Saved data entries:
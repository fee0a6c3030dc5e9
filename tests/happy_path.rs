mod fixtures;

use std::sync::Arc;
use std::time::Duration;

use anyhow::Result;
use conclave::entry::EntryPayload;
use conclave::raft::OpenSessionRequest;
use conclave::Consistency;
use conclave::RaftError;
use conclave::Role;
use fixtures::RaftRouter;
use maplit::btreemap;
use pretty_assertions::assert_eq;

/// Three-node happy path.
///
/// - brings three ACTIVE servers online and bootstraps them.
/// - asserts one leader emerges in term 1 with its Initialize entry at index 1.
/// - writes a client command and asserts it lands at index 2 on all three logs and in
///   all three state machines.
/// - asserts the `(session, sequence)` deduplication contract and the three query
///   consistency levels.
///
/// RUST_LOG=conclave,happy_path=trace cargo test --test happy_path
#[tokio::test(flavor = "multi_thread", worker_threads = 4)]
async fn three_node_happy_path() -> Result<()> {
    fixtures::init_tracing();

    let router = Arc::new(RaftRouter::new(fixtures::test_config()));
    for id in 1..=3 {
        router.new_raft_node(id).await?;
    }

    // Pristine servers sit in Inactive until configured.
    router.wait_for_role(&[1, 2, 3], Role::Inactive, None, "pristine").await?;

    tracing::info!("--- bootstrapping cluster");
    router.bootstrap_cluster(&[1, 2, 3]).await?;

    let leader = router.wait_for_leader(Duration::from_secs(5), "initial election").await?;
    router.wait_for_log(&[1, 2, 3], 1, Some(Duration::from_secs(3)), "initial entry").await?;

    for metrics in router.latest_metrics().await {
        assert_eq!(metrics.current_term, 1, "node {} should be in term 1", metrics.id);
        assert_eq!(metrics.current_leader, Some(leader), "node {} should know the leader", metrics.id);
    }
    let init = router.log_entry(leader, 1).await?.expect("index 1 should exist");
    assert_eq!(init.term, 1);
    assert_eq!(init.payload, EntryPayload::Initialize);

    tracing::info!("--- writing through the leader");
    let res = router.set(leader, 1, 1, "x", "1").await?;
    assert_eq!(res.index, 2, "first client command should land at index 2");
    assert_eq!(res.result, b"".to_vec(), "no previous value for x");
    router.wait_for_log(&[1, 2, 3], 2, Some(Duration::from_secs(3)), "command replicated").await?;

    for id in 1..=3 {
        let entry = router.log_entry(id, 2).await?.expect("index 2 should exist");
        assert_eq!(entry.term, 1);
        assert_eq!(entry.payload, EntryPayload::Command {
            session: 1,
            sequence: 1,
            operation: b"set x 1".to_vec(),
        });
        let node = router.get_node(id).await?;
        assert_eq!(node.state_machine.value("x").await.as_deref(), Some("1"));
    }

    tracing::info!("--- duplicate commands return the cached result");
    let first = router.set(leader, 1, 2, "x", "2").await?;
    assert_eq!(first.result, b"1".to_vec(), "set returns the previous value");
    // A retry of sequence 2 carrying a different mutation must not execute it.
    let dup = router.command(leader, 1, 2, "set x 999".into()).await?;
    assert_eq!(dup.result, b"1".to_vec(), "duplicate returns the cached response");
    let node = router.get_node(leader).await?;
    assert_eq!(node.state_machine.value("x").await.as_deref(), Some("2"));

    tracing::info!("--- queries at all consistency levels");
    for consistency in [Consistency::Sequential, Consistency::LinearizableLease, Consistency::Linearizable] {
        let q = router.query(leader, "get x".into(), consistency).await?;
        assert_eq!(q.result, b"2".to_vec(), "query at {:?}", consistency);
    }
    assert_eq!(node.state_machine.dump().await, btreemap! { "x".to_string() => "2".to_string() });

    tracing::info!("--- session lifecycle");
    let sess = node.raft.open_session(OpenSessionRequest {
        client: "client-a".into(),
        timeout: 0,
    })
    .await?;
    assert!(sess.session > 2, "session id is the registering entry's index");
    assert!(node.state_machine.open_sessions().await.contains(&sess.session));

    tracing::info!("--- followers redirect clients");
    let follower = (1..=3).find(|id| *id != leader).expect("two followers exist");
    match router.set(follower, 1, 3, "y", "1").await {
        Err(RaftError::NoLeader { leader: hint }) => assert_eq!(hint, Some(leader)),
        other => panic!("expected NoLeader with a hint, got {:?}", other),
    }

    Ok(())
}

Required work - Wherever the word "servers" turns up in a line of the entries above, copy that line.

Problem solution -
/// - brings three ACTIVE servers online and bootstraps them.
    // Pristine servers sit in Inactive until configured.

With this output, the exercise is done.